▶ _About this exercise_
Take the line that contains "starts shutting down" and every line after it in the material below, and quote them exactly.

▶ _Data_
+-------+

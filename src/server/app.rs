use std::path::Path;

use axum::{middleware, routing::get, Router};
use tower_http::{services::ServeDir, trace::TraceLayer};

use crate::api::{api_routes, not_found};
use crate::config::StorageConfig;
use crate::websocket::ws_handler;

use super::middleware::{cors_layer, trusted_host};
use super::AppState;

pub fn create_app(state: AppState) -> Router {
    let cors = cors_layer(&state.settings.server);
    let storage = &state.settings.storage;

    Router::new()
        // WebSocket endpoint
        .route("/ws/{client_id}", get(ws_handler))
        // Merge API routes
        .merge(api_routes())
        // Static mounts
        .nest_service("/static", ServeDir::new(&storage.static_dir))
        .nest_service("/uploads", ServeDir::new(&storage.uploads_dir))
        .fallback(not_found)
        // Add middleware
        .layer(middleware::from_fn_with_state(state.clone(), trusted_host))
        .layer(TraceLayer::new_for_http())
        .layer(cors)
        // Add state
        .with_state(state)
}

/// Create the static, uploads, and temp directories if they are missing
pub fn prepare_storage(storage: &StorageConfig) -> std::io::Result<()> {
    for dir in [&storage.static_dir, &storage.uploads_dir, &storage.temp_dir] {
        let path = Path::new(dir);
        if !path.exists() {
            std::fs::create_dir_all(path)?;
            tracing::info!(path = %dir, "Created storage directory");
        }
    }
    Ok(())
}
use std::sync::Arc;
use std::time::Instant;

use tokio::sync::broadcast;

use crate::config::Settings;
use crate::connection_manager::ConnectionManager;
use crate::database::DatabaseProbe;

#[derive(Clone)]
pub struct AppState {
    pub settings: Arc<Settings>,
    pub connection_manager: Arc<ConnectionManager>,
    /// `None` when no database is configured
    pub database: Option<Arc<dyn DatabaseProbe>>,
    /// Fires once when the process starts shutting down
    pub shutdown: broadcast::Sender<()>,
    pub start_time: Instant,
}

impl AppState {
    pub fn new(settings: Settings, database: Option<Arc<dyn DatabaseProbe>>) -> Self {
        let connection_manager = Arc::new(ConnectionManager::with_limits(
            settings.websocket.limits(),
        ));
        let (shutdown, _) = broadcast::channel(1);

        Self {
            settings: Arc::new(settings),
            connection_manager,
            database,
            shutdown,
            start_time: Instant::now(),
        }
    }
}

+-------+

▶ _Problem solution_
    /// Fires once when the process starts shutting down
    pub shutdown: broadcast::Sender<()>,
    pub start_time: Instant,
}

impl AppState {
    pub fn new(settings: Settings, database: Option<Arc<dyn DatabaseProbe>>) -> Self {
        let connection_manager = Arc::new(ConnectionManager::with_limits(
            settings.websocket.limits(),
        ));
        let (shutdown, _) = broadcast::channel(1);

        Self {
            settings: Arc::new(settings),
            connection_manager,
            database,
            shutdown,
            start_time: Instant::now(),
        }
    }
}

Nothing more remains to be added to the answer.